A more palatable option would be to use an exchange-traded fund as the proxy for your original position. If the position is an individual stock, select an ETF that holds a large percentage of that stock.

Large-cap stocks that are leaders in specific market sectors are the easiest to replace with an ETF. For example, to harvest a lost in Pfizer, there are ETFs that own Pfizer in differing percentages ranging from 2% to over 50%. Start looking at the ETFs that track very narrow pharmaceutical sectors to find the best fit. Since these ETFs are not considered substantially identical to a single stock, these transactions could be placed on the same day to settle simultaneously, thus avoiding any time out of the market. The trades could be flipped in 31 days, but many advisors would prefer to keep the more diversified exposure of the ETF in their portfolios.

What about losses in mutual fund positions? For any given mutual fund, there is an index that will correlate to the holdings of that fund sufficiently to use as a proxy for 30 days. The most likely candidate will be the index that the fund uses for its own benchmark. Select an ETF tracking that index.

Index mutual funds are even easier to replicate with an ETF, but there is some murkiness regarding whether the IRS would consider an S&P 500 ETF to be a substantially identical security to an S&P 500 mutual fund. One is a closed-ended unit investment trust, which trades as a share of stock and is priced throughout the day; the other is an open-ended mutual fund priced once daily after the market close. I have yet to meet the CPA who would identify this transaction as a wash sale. It doesn't even show up as a wash sale on the custodial tax report.

However, if you are concerned about the substantially identical issue, use a Russell 1000 ETF to serve as a proxy for an S&P 500 Index fund. The correlation between the two are almost identical. ETF Web sites have correlation calculators that will allow you to compare correlations between any ETF and various indexes, mutual funds, or individual stocks.

Substituting one ETF for another is the easiest proxy situation of all. All ETFs are designed to mirror a specific index or market sector. They differ as to sponsor, structure, and treatment of dividends. Most advisors feel these differences are sufficient to avoid the substantially identical issue. If this worries you, choose an ETF that corresponds to a slightly different index.

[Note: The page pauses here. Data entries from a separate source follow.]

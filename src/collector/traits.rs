//! Abstraction over the operating-system metric provider.
//!
//! The `MetricSource` trait lets the collector read from the real host via
//! `sysinfo` or from a scripted mock in tests, the same way a filesystem
//! seam lets procfs collectors run against canned data.

use std::io;
use std::path::Path;

use sysinfo::{Disks, Networks, System};

use crate::model::{IfaceStat, MemSample, NetSample, NetTotals, Partition, UsageStat};

use super::linux;

/// Point-in-time reads of every metric domain the widgets display.
pub trait MetricSource {
    /// Per-core CPU load percentages. The first read after startup may
    /// report zeros until a second sample establishes a baseline.
    fn cpu_percent(&mut self) -> Vec<f32>;

    /// Virtual memory totals.
    fn virtual_memory(&mut self) -> MemSample;

    /// Mounted partitions, usage not yet resolved.
    fn disk_partitions(&mut self) -> Vec<Partition>;

    /// Usage for one path. May fail per-partition (e.g. permission denied);
    /// the caller omits that entity and keeps going.
    fn disk_usage(&mut self, path: &Path) -> io::Result<UsageStat>;

    /// Per-interface counters, status and addressing.
    fn net_interfaces(&mut self) -> NetSample;

    /// Aggregate sent/received bytes across all interfaces.
    fn net_totals(&mut self) -> NetTotals;

    /// Boot time as a Unix timestamp, fixed for the source's lifetime.
    fn boot_time(&self) -> u64;
}

/// Real host metrics via the `sysinfo` crate.
pub struct SysinfoSource {
    sys: System,
    disks: Disks,
    networks: Networks,
    boot_time: u64,
}

impl SysinfoSource {
    pub fn new() -> Self {
        let mut sys = System::new_all();
        sys.refresh_all();
        Self {
            sys,
            disks: Disks::new_with_refreshed_list(),
            networks: Networks::new_with_refreshed_list(),
            boot_time: System::boot_time(),
        }
    }

    fn usage_from_space(total: u64, available: u64) -> UsageStat {
        let used = total.saturating_sub(available);
        let percent = if total > 0 {
            used as f64 / total as f64 * 100.0
        } else {
            0.0
        };
        UsageStat {
            used,
            free: available,
            total,
            percent,
        }
    }
}

impl Default for SysinfoSource {
    fn default() -> Self {
        Self::new()
    }
}

impl MetricSource for SysinfoSource {
    fn cpu_percent(&mut self) -> Vec<f32> {
        self.sys.refresh_cpu_all();
        self.sys.cpus().iter().map(|c| c.cpu_usage()).collect()
    }

    fn virtual_memory(&mut self) -> MemSample {
        self.sys.refresh_memory();
        let total = self.sys.total_memory();
        let available = self.sys.available_memory();
        let used = total.saturating_sub(available);
        let percent = if total > 0 {
            used as f64 / total as f64 * 100.0
        } else {
            0.0
        };
        MemSample {
            total,
            available,
            used,
            percent,
        }
    }

    fn disk_partitions(&mut self) -> Vec<Partition> {
        self.disks.refresh(false);
        self.disks
            .list()
            .iter()
            .map(|d| Partition {
                mountpoint: d.mount_point().to_string_lossy().into_owned(),
                fstype: d.file_system().to_string_lossy().into_owned(),
            })
            .collect()
    }

    fn disk_usage(&mut self, path: &Path) -> io::Result<UsageStat> {
        // Longest mount point that is a prefix of the path wins, so usage
        // for e.g. the home directory resolves to its containing partition.
        self.disks
            .list()
            .iter()
            .filter(|d| path.starts_with(d.mount_point()))
            .max_by_key(|d| d.mount_point().as_os_str().len())
            .map(|d| Self::usage_from_space(d.total_space(), d.available_space()))
            .ok_or_else(|| {
                io::Error::new(
                    io::ErrorKind::NotFound,
                    format!("no partition contains {}", path.display()),
                )
            })
    }

    fn net_interfaces(&mut self) -> NetSample {
        self.networks.refresh(true);
        let interfaces = self
            .networks
            .list()
            .iter()
            .map(|(name, data)| {
                let ipv4 = data
                    .ip_networks()
                    .iter()
                    .find(|n| n.addr.is_ipv4())
                    .map(|n| n.addr.to_string());
                let ipv6 = data
                    .ip_networks()
                    .iter()
                    .find(|n| n.addr.is_ipv6())
                    .map(|n| n.addr.to_string());
                (
                    name.clone(),
                    IfaceStat {
                        bytes_sent: data.total_transmitted(),
                        bytes_recv: data.total_received(),
                        is_up: linux::interface_is_up(name),
                        ipv4,
                        ipv6,
                    },
                )
            })
            .collect();
        NetSample { interfaces }
    }

    fn net_totals(&mut self) -> NetTotals {
        self.networks.refresh(true);
        let (mut sent, mut recv) = (0u64, 0u64);
        for (_, data) in self.networks.list() {
            sent = sent.saturating_add(data.total_transmitted());
            recv = recv.saturating_add(data.total_received());
        }
        NetTotals {
            bytes_sent: sent,
            bytes_recv: recv,
        }
    }

    fn boot_time(&self) -> u64 {
        self.boot_time
    }
}
//! Per-core CPU usage panel.

use crate::fmt::format_percent;
use crate::model::CpuSample;

use super::{CellClass, FrameView, PanelView, ViewCell, ViewRow};

pub fn panel(sample: &CpuSample) -> PanelView {
    let mut rows: Vec<ViewRow> = sample
        .per_core
        .iter()
        .enumerate()
        .map(|(i, usage)| {
            ViewRow::new(vec![
                ViewCell::plain(format!("Core {}", i + 1)),
                ViewCell::styled(format_percent(*usage), CellClass::Emphasis),
            ])
        })
        .collect();

    rows.push(ViewRow::spacer());
    rows.push(ViewRow::new(vec![
        ViewCell::styled("Average", CellClass::Accent),
        ViewCell::styled(format_percent(sample.average()), CellClass::Accent),
    ]));

    PanelView {
        title: "CPU Usage".to_string(),
        headers: Vec::new(),
        rows,
    }
}

pub fn build(sample: &CpuSample) -> FrameView {
    FrameView::new(vec![panel(sample)])
}

#[cfg(test)]
mod tests {
    use super::*;

    #[test]
    fn test_one_row_per_core_plus_average() {
        let frame = build(&CpuSample {
            per_core: vec![10.0, 20.0, 30.0],
        });
        let panel = &frame.panels[0];
        // 3 cores + spacer + average
        assert_eq!(panel.rows.len(), 5);
        assert_eq!(panel.rows[0].cells[0].text, "Core 1");
        assert_eq!(panel.rows[0].cells[1].text, " 10.0%");
        assert_eq!(panel.rows[4].cells[0].text, "Average");
        assert_eq!(panel.rows[4].cells[1].text, " 20.0%");
    }

    #[test]
    fn test_average_matches_mean_of_displayed_values() {
        let sample = CpuSample {
            per_core: vec![12.3, 45.6, 78.9, 3.2],
        };
        let frame = build(&sample);
        let shown = frame.panels[0].rows.last().unwrap().cells[1]
            .text
            .trim()
            .trim_end_matches('%')
            .parse::<f32>()
            .unwrap();
        let mean = sample.per_core.iter().sum::<f32>() / 4.0;
        assert!((shown - mean).abs() < 0.05);
    }
}
//! Per-widget run configuration.
//!
//! Built once per invocation and immutable afterwards. Validation never
//! surfaces to the caller: unparsable or out-of-range intervals fall back to
//! the widget's documented default.

use std::convert::Infallible;
use std::time::Duration;

/// Widget defaults, in seconds.
pub const DEFAULT_CPU_INTERVAL: f64 = 1.0;
pub const DEFAULT_RAM_INTERVAL: f64 = 0.0;
pub const DEFAULT_DISK_INTERVAL: f64 = 0.0;
pub const DEFAULT_NET_INTERVAL: f64 = 2.0;
pub const DEFAULT_DASH_INTERVAL: f64 = 1.0;
pub const CLOCK_INTERVAL: f64 = 1.0;
pub const DEFAULT_TICK_RATE: f64 = 0.01;

/// Default countdown end message.
pub const DEFAULT_END_MESSAGE: &str = "Time's up!";

/// Lenient seconds parser for clap arguments: anything unparsable becomes
/// NaN, which the [`RunConfig`] constructors replace with the default.
pub fn lenient_seconds(raw: &str) -> Result<f64, Infallible> {
    Ok(raw.trim().parse::<f64>().unwrap_or(f64::NAN))
}

/// Interval for looping widgets: non-finite or non-positive values fall back
/// to the default.
fn interval_or(raw: Option<f64>, default: f64) -> f64 {
    match raw {
        Some(v) if v.is_finite() && v > 0.0 => v,
        _ => default,
    }
}

/// Interval for one-shot-capable widgets: zero is meaningful (render once),
/// anything invalid or negative falls back to the default.
fn one_shot_interval_or(raw: Option<f64>, default: f64) -> f64 {
    match raw {
        Some(v) if v.is_finite() && v >= 0.0 => v,
        _ => default,
    }
}

/// Immutable per-widget settings.
#[derive(Debug, Clone, PartialEq)]
pub struct RunConfig {
    /// Sampling/redraw interval in seconds. Zero means one-shot for the
    /// widgets that support it.
    pub interval: f64,
    /// Clock: show seconds continuously instead of the blinking-dots display.
    pub seconds: bool,
    /// Stopwatch: numeric `MM:SS:CC` instead of the worded format.
    pub numbers: bool,
    /// Timer: countdown duration in whole seconds.
    pub total_seconds: u64,
    /// Timer: message printed after natural expiry.
    pub end_message: Option<String>,
}

impl Default for RunConfig {
    fn default() -> Self {
        Self {
            interval: DEFAULT_CPU_INTERVAL,
            seconds: false,
            numbers: false,
            total_seconds: 0,
            end_message: None,
        }
    }
}

impl RunConfig {
    pub fn cpu(interval: Option<f64>) -> Self {
        Self {
            interval: interval_or(interval, DEFAULT_CPU_INTERVAL),
            ..Default::default()
        }
    }

    pub fn ram(interval: Option<f64>) -> Self {
        Self {
            interval: one_shot_interval_or(interval, DEFAULT_RAM_INTERVAL),
            ..Default::default()
        }
    }

    pub fn disk(interval: Option<f64>) -> Self {
        Self {
            interval: one_shot_interval_or(interval, DEFAULT_DISK_INTERVAL),
            ..Default::default()
        }
    }

    pub fn net(interval: Option<f64>) -> Self {
        Self {
            interval: interval_or(interval, DEFAULT_NET_INTERVAL),
            ..Default::default()
        }
    }

    pub fn dash(interval: Option<f64>) -> Self {
        Self {
            interval: interval_or(interval, DEFAULT_DASH_INTERVAL),
            ..Default::default()
        }
    }

    pub fn clock(seconds: bool) -> Self {
        Self {
            interval: CLOCK_INTERVAL,
            seconds,
            ..Default::default()
        }
    }

    pub fn stopwatch(rate: Option<f64>, numbers: bool) -> Self {
        Self {
            interval: interval_or(rate, DEFAULT_TICK_RATE),
            numbers,
            ..Default::default()
        }
    }

    pub fn timer(total_seconds: u64, rate: Option<f64>, end_message: Option<String>) -> Self {
        Self {
            interval: interval_or(rate, DEFAULT_TICK_RATE),
            total_seconds,
            end_message,
            ..Default::default()
        }
    }

    /// True when the widget should render exactly once and return.
    pub fn is_one_shot(&self) -> bool {
        self.interval == 0.0
    }

    /// Tick cadence for the refresh loop. Only meaningful when not one-shot.
    pub fn tick(&self) -> Duration {
        Duration::from_secs_f64(self.interval.max(f64::EPSILON))
    }

    /// End message with the default applied.
    pub fn end_message_or_default(&self) -> &str {
        self.end_message.as_deref().unwrap_or(DEFAULT_END_MESSAGE)
    }
}

#[cfg(test)]
mod tests {
    use super::*;

    #[test]
    fn test_lenient_seconds_falls_back_to_nan() {
        assert_eq!(lenient_seconds("2.5"), Ok(2.5));
        assert!(lenient_seconds("abc").unwrap().is_nan());
        assert!(lenient_seconds("").unwrap().is_nan());
    }

    #[test]
    fn test_cpu_interval_clamps_invalid() {
        assert_eq!(RunConfig::cpu(None).interval, 1.0);
        assert_eq!(RunConfig::cpu(Some(0.0)).interval, 1.0);
        assert_eq!(RunConfig::cpu(Some(-3.0)).interval, 1.0);
        assert_eq!(RunConfig::cpu(Some(f64::NAN)).interval, 1.0);
        assert_eq!(RunConfig::cpu(Some(0.5)).interval, 0.5);
    }

    #[test]
    fn test_ram_zero_is_one_shot() {
        assert!(RunConfig::ram(None).is_one_shot());
        assert!(RunConfig::ram(Some(0.0)).is_one_shot());
        assert!(!RunConfig::ram(Some(2.0)).is_one_shot());
        // negative and unparsable both land on the one-shot default
        assert!(RunConfig::ram(Some(-1.0)).is_one_shot());
        assert!(RunConfig::ram(Some(f64::NAN)).is_one_shot());
    }

    #[test]
    fn test_net_default_is_two_seconds() {
        assert_eq!(RunConfig::net(None).interval, 2.0);
        assert_eq!(RunConfig::net(Some(f64::INFINITY)).interval, 2.0);
    }

    #[test]
    fn test_timer_defaults() {
        let cfg = RunConfig::timer(5, None, None);
        assert_eq!(cfg.interval, DEFAULT_TICK_RATE);
        assert_eq!(cfg.end_message_or_default(), DEFAULT_END_MESSAGE);
        let cfg = RunConfig::timer(5, Some(0.5), Some("done".into()));
        assert_eq!(cfg.interval, 0.5);
        assert_eq!(cfg.end_message_or_default(), "done");
    }
}
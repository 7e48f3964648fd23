//! UI-agnostic frame model.
//!
//! Widget builders produce a [`FrameView`] — an ordered tree of panels,
//! rows and styled cells with no behavior — which the TUI maps to ratatui
//! widgets and the one-shot path renders as plain text. Nothing in this
//! module depends on a rendering framework.

pub mod clock;
pub mod cpu;
pub mod dashboard;
pub mod disk;
pub mod net;
pub mod ram;
pub mod stopwatch;
pub mod timer;

/// Cell-level style classification, mapped to terminal colors by the TUI.
#[derive(Debug, Clone, Copy, Default, PartialEq, Eq)]
pub enum CellClass {
    #[default]
    Normal,
    /// Cyan. Labels, averages, titles.
    Accent,
    /// Magenta. Percentage values.
    Emphasis,
    /// Green. Healthy usage, links that are up.
    Good,
    /// Yellow. Elevated usage.
    Warning,
    /// Red. High usage, links that are down.
    Critical,
    /// Dark gray. Secondary detail.
    Dimmed,
}

/// Maps a used-percentage to its threshold color: green below 60, yellow
/// below 85, red otherwise.
pub fn usage_class(percent: f64) -> CellClass {
    if percent < 60.0 {
        CellClass::Good
    } else if percent < 85.0 {
        CellClass::Warning
    } else {
        CellClass::Critical
    }
}

/// A single styled table cell.
#[derive(Debug, Clone, Default, PartialEq, Eq)]
pub struct ViewCell {
    pub text: String,
    pub class: CellClass,
}

impl ViewCell {
    pub fn plain(text: impl Into<String>) -> Self {
        Self {
            text: text.into(),
            class: CellClass::Normal,
        }
    }

    pub fn styled(text: impl Into<String>, class: CellClass) -> Self {
        Self {
            text: text.into(),
            class,
        }
    }
}

/// One table row.
#[derive(Debug, Clone, Default, PartialEq, Eq)]
pub struct ViewRow {
    pub cells: Vec<ViewCell>,
}

impl ViewRow {
    pub fn new(cells: Vec<ViewCell>) -> Self {
        Self { cells }
    }

    /// An empty spacer row.
    pub fn spacer() -> Self {
        Self::default()
    }
}

/// A titled table of rows, optionally with a header row.
#[derive(Debug, Clone, Default, PartialEq, Eq)]
pub struct PanelView {
    pub title: String,
    pub headers: Vec<String>,
    pub rows: Vec<ViewRow>,
}

/// The fully-formed renderable output for one tick. Built fresh every tick
/// and immediately superseded by the next.
#[derive(Debug, Clone, Default, PartialEq, Eq)]
pub struct FrameView {
    pub panels: Vec<PanelView>,
    /// Hint line shown under the panels in live mode (`Press ^C to exit...`).
    pub footer: Option<String>,
}

/// The standard live-mode footer.
pub const EXIT_HINT: &str = "Press ^C to exit...";

impl FrameView {
    pub fn new(panels: Vec<PanelView>) -> Self {
        Self {
            panels,
            footer: None,
        }
    }

    /// A frame holding a single line of text, used by the clock, stopwatch
    /// and timer widgets.
    pub fn text(line: impl Into<String>) -> Self {
        Self::new(vec![PanelView {
            title: String::new(),
            headers: Vec::new(),
            rows: vec![ViewRow::new(vec![ViewCell::plain(line)])],
        }])
    }

    pub fn with_footer(mut self, footer: impl Into<String>) -> Self {
        self.footer = Some(footer.into());
        self
    }

    /// First cell of the first row, for tests and the text widgets.
    pub fn first_line(&self) -> Option<&str> {
        self.panels
            .first()
            .and_then(|p| p.rows.first())
            .and_then(|r| r.cells.first())
            .map(|c| c.text.as_str())
    }

    /// Renders the frame as plain text with padded columns. Used by the
    /// one-shot mode; styles and the footer hint are dropped.
    pub fn to_plain_text(&self) -> String {
        let mut out = String::new();
        for (i, panel) in self.panels.iter().enumerate() {
            if i > 0 {
                out.push('\n');
            }
            if !panel.title.is_empty() {
                out.push_str(&panel.title);
                out.push('\n');
            }

            // Column widths across the header and every row.
            let mut widths: Vec<usize> = panel
                .headers
                .iter()
                .map(|h| h.chars().count())
                .collect();
            for row in &panel.rows {
                for (col, cell) in row.cells.iter().enumerate() {
                    let len = cell.text.chars().count();
                    if col >= widths.len() {
                        widths.push(len);
                    } else if len > widths[col] {
                        widths[col] = len;
                    }
                }
            }

            if !panel.headers.is_empty() {
                let line: Vec<String> = panel
                    .headers
                    .iter()
                    .enumerate()
                    .map(|(col, h)| format!("{:<width$}", h, width = widths[col]))
                    .collect();
                out.push_str(line.join("  ").trim_end());
                out.push('\n');
            }
            for row in &panel.rows {
                let line: Vec<String> = row
                    .cells
                    .iter()
                    .enumerate()
                    .map(|(col, c)| format!("{:<width$}", c.text, width = widths[col]))
                    .collect();
                out.push_str(line.join("  ").trim_end());
                out.push('\n');
            }
        }
        out
    }
}

#[cfg(test)]
mod tests {
    use super::*;

    #[test]
    fn test_usage_class_thresholds() {
        assert_eq!(usage_class(0.0), CellClass::Good);
        assert_eq!(usage_class(59.9), CellClass::Good);
        assert_eq!(usage_class(60.0), CellClass::Warning);
        assert_eq!(usage_class(84.9), CellClass::Warning);
        assert_eq!(usage_class(85.0), CellClass::Critical);
        assert_eq!(usage_class(100.0), CellClass::Critical);
    }

    #[test]
    fn test_text_frame_first_line() {
        let frame = FrameView::text("12:34");
        assert_eq!(frame.first_line(), Some("12:34"));
    }

    #[test]
    fn test_plain_text_pads_columns() {
        let frame = FrameView::new(vec![PanelView {
            title: "T".to_string(),
            headers: vec!["A".to_string(), "Bee".to_string()],
            rows: vec![
                ViewRow::new(vec![ViewCell::plain("xx"), ViewCell::plain("y")]),
                ViewRow::new(vec![ViewCell::plain("z"), ViewCell::plain("wwww")]),
            ],
        }]);
        let text = frame.to_plain_text();
        let lines: Vec<&str> = text.lines().collect();
        assert_eq!(lines[0], "T");
        assert_eq!(lines[1], "A   Bee");
        assert_eq!(lines[2], "xx  y");
        assert_eq!(lines[3], "z   wwww");
    }
}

This strategy has its critics, but IRAs and 401(k) plans could be used to hold new shares of the security you want to realize the loss in, while you wait out the wash sale period in a taxable account. Some tax experts maintain that this is allowable due to the custodial registration of retirement plans and the fact that wash sale rules do not apply to retirement accounts. Other experts maintain that this technique runs afoul of related party sales. The IRS hasn't ruled one way or another on this subject, so inform your client of these issues before recommending this strategy.

Why Bother?
All advisors would like to tell their clients that there are no losses since every position has made money. But when losses do exist, don't waste them. We explain that harvesting losses throughout the year is our way of collecting "tax coupons" for them to use at the end of the year to offset other gains, and even up to $3,000 of ordinary income each year. The ability to carry losses forward makes them worth the few dollars in trading costs as long as you maintain your market exposure.